The lines to copy are those in the records below that hold the word "take".
RECORDS TO PROCESS: Begin
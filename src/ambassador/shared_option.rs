use std::sync::{Arc, Mutex};

#[derive(Clone, Default)]
pub(super) struct SharedOption<T> {
    data: Arc<Mutex<Option<T>>>,
}

impl<T: Clone> SharedOption<T> {
    pub(super) fn new() -> Self {
        SharedOption {
            data: Arc::new(Mutex::new(None)),
        }
    }

    pub(super) fn replace(&self, new_data: T) {
        self.data
            .lock()
            .expect("SharedOption.replace() mutex guard poison")
            .replace(new_data);
    }

    pub(super) fn take(&self) -> Option<T> {
        self.data.lock().expect("SharedOption.take() mutex guard poison").take()
    }

    pub(super) fn get(&self) -> Option<T> {
        self.data.lock().expect("SharedOption.get() mutex guard poison").clone()
    }
}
RECORDS TO PROCESS: End
:: REPLY ::
    pub(super) fn take(&self) -> Option<T> {
        self.data.lock().expect("SharedOption.take() mutex guard poison").take()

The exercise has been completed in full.